John Paul II’s 1983 Visit to Poland: Anniversary Reflections

John Paul II’s 1983 Visit to Poland: Anniversary Reflections

Guest:

It was sixty years ago that the Hungarian émigré historian, John Lukacs, published his first book, The Great Powers and Eastern Europe, a masterful treatment of the subject, whose conclusion, including an elegy on the lost world he left behind, has haunted me for years.   Surveying the wreckage of that shattered and divided world, he declared that “only the magnetic force of a rejuvenated, remade, and truly united Western Europe, one that has recovered the erstwhile spiritual greatness of that Christian continent, can eventually develop enough attraction to penetrate the steely barriers separating the West from Eastern Europe’s modern police state.”

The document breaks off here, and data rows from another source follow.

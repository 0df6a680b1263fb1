//! Per-user x per-vital-signal coverage in the bronze tier.

use std::collections::{BTreeSet, HashMap, HashSet};

use polars::prelude::DataFrame;

use crate::db::repository::TierStore;
use crate::models::{Availability, DateStamp, StatusRow, StatusTable, Tier};

use super::tables::{filter_by_date, identifier_columns, string_values};
use super::users::discover_users;

/// Signals reported when the bronze tier cannot tell us which ones exist.
pub const DEFAULT_VITAL_SIGNALS: [&str; 5] = [
    "STEPS",
    "HEART_RATE",
    "HEART_RATE_VARIABILITY_SDNN",
    "BLOOD_OXYGEN",
    "RESPIRATORY_RATE",
];

/// Column in the bronze tier naming the signal a record belongs to.
const SIGNAL_COLUMN: &str = "type";

/// Build the vitals-coverage grid for one date.
///
/// The signal set is discovered from the distinct non-empty values of the
/// bronze `type` column (sorted); when bronze is unreadable or exposes no
/// signals, the fixed default set is used so the dashboard keeps its shape.
/// A cell is `Available` iff the user has at least one bronze row on `date`
/// with that signal type.
pub async fn vitals_coverage(store: &dyn TierStore, date: &DateStamp) -> StatusTable {
    let users = discover_users(store).await;

    let bronze = match store.read_tier(Tier::Bronze).await {
        Ok(df) => Some(df),
        Err(e) => {
            log::warn!("bronze tier unavailable, using default signal set: {}", e);
            None
        }
    };

    let signals = match &bronze {
        Some(df) => discover_signals(df),
        None => Vec::new(),
    };
    let signals = if signals.is_empty() {
        DEFAULT_VITAL_SIGNALS
            .iter()
            .map(|s| s.to_string())
            .collect()
    } else {
        signals
    };

    let signals_per_user = match &bronze {
        Some(df) => user_signals_on_date(df, date),
        None => HashMap::new(),
    };

    let mut columns = vec!["user_id".to_string()];
    columns.extend(signals.iter().cloned());

    let rows = users
        .into_iter()
        .map(|user_id| {
            let user_signals = signals_per_user.get(&user_id);
            let cells = signals
                .iter()
                .map(|signal| {
                    let present = user_signals.is_some_and(|set| set.contains(signal));
                    (signal.clone(), Availability::from_bool(present))
                })
                .collect();
            StatusRow { user_id, cells }
        })
        .collect();

    StatusTable { columns, rows }
}

/// Distinct non-empty signal names in the bronze `type` column, sorted.
fn discover_signals(bronze: &DataFrame) -> Vec<String> {
    let Ok(values) = string_values(bronze, SIGNAL_COLUMN) else {
        return Vec::new();
    };
    let signals: BTreeSet<String> = values
        .into_iter()
        .flatten()
        .filter(|s| !s.is_empty())
        .collect();
    signals.into_iter().collect()
}

/// Map each user to the set of signal types they have bronze rows for on
/// `date`, pairing every identifier column with the `type` column rowwise.
fn user_signals_on_date(bronze: &DataFrame, date: &DateStamp) -> HashMap<String, HashSet<String>> {
    let filtered = filter_by_date(bronze, date);
    let Ok(types) = string_values(&filtered, SIGNAL_COLUMN) else {
        return HashMap::new();
    };

    let mut per_user: HashMap<String, HashSet<String>> = HashMap::new();
    for column in identifier_columns(&filtered) {
        let Ok(ids) = string_values(&filtered, &column) else {
            continue;
        };
        for (id, signal) in ids.into_iter().zip(types.iter()) {
            if let (Some(id), Some(signal)) = (id, signal) {
                per_user.entry(id).or_default().insert(signal.clone());
            }
        }
    }
    per_user
}
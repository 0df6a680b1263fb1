//! # ETL Monitoring Rust Backend
//!
//! Ingestion-status reconciliation engine for a health-data ETL pipeline.
//!
//! This crate tracks whether per-user records have propagated through the
//! pipeline's storage tiers (raw file batches -> bronze landing table ->
//! three silver derived tables) and exposes daily/weekly/monthly summaries.
//! The backend exposes a REST API via Axum for the React frontend.
//!
//! ## Features
//!
//! - **Sync Status**: per-user x per-tier availability matrix for a date
//! - **Vitals Coverage**: per-user x per-signal availability in the bronze tier
//! - **Reconciliation**: record counts per tier, per-user ingestion
//!   classification, and pipeline-health flags
//! - **Period Rollup**: weekly and monthly aggregation over the same engine
//!
//! ## Architecture
//!
//! The crate is organized into several logical modules:
//!
//! - [`models`]: core domain types (tiers, dates, periods, summary DTOs)
//! - [`db`]: store traits, backends, and configuration (Repository pattern)
//! - [`services`]: the reconciliation engine and status builders
//! - [`http`]: Axum-based HTTP server and request handlers
//!
//! Every status query is a pure function of (tier contents, date list):
//! nothing is persisted between calls and identical inputs yield identical
//! output. Per-tier read failures degrade to empty tables and `Missing`
//! cells rather than aborting the computation; only a malformed caller date
//! is rejected at the boundary.

pub mod db;
pub mod models;
pub mod services;

#[cfg(feature = "http-server")]
pub mod http;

That was written in 1953, beneath the cloudless skies of the Eisenhower years, which means that thirty-five more years would need to elapse before the world could witness the final and conclusive collapse of the Soviet Empire in Europe.  It all started a quarter century ago, in other words, beginning with the so-called Velvet Revolution in Czechoslovakia in November of 1989, which smashed the fist of the single-party Communist state, leaving the rest of us, especially those smugly ensconced amid the flesh pots of the capitalist West, in a state of stunned surprise.

How, we asked ourselves, could a people divided for more than forty years by such a massive and impregnable symbol of Soviet sanctioned oppression as the Iron Curtain, come suddenly together in spontaneous and joyous fashion to dance atop the ruins of the Berlin Wall?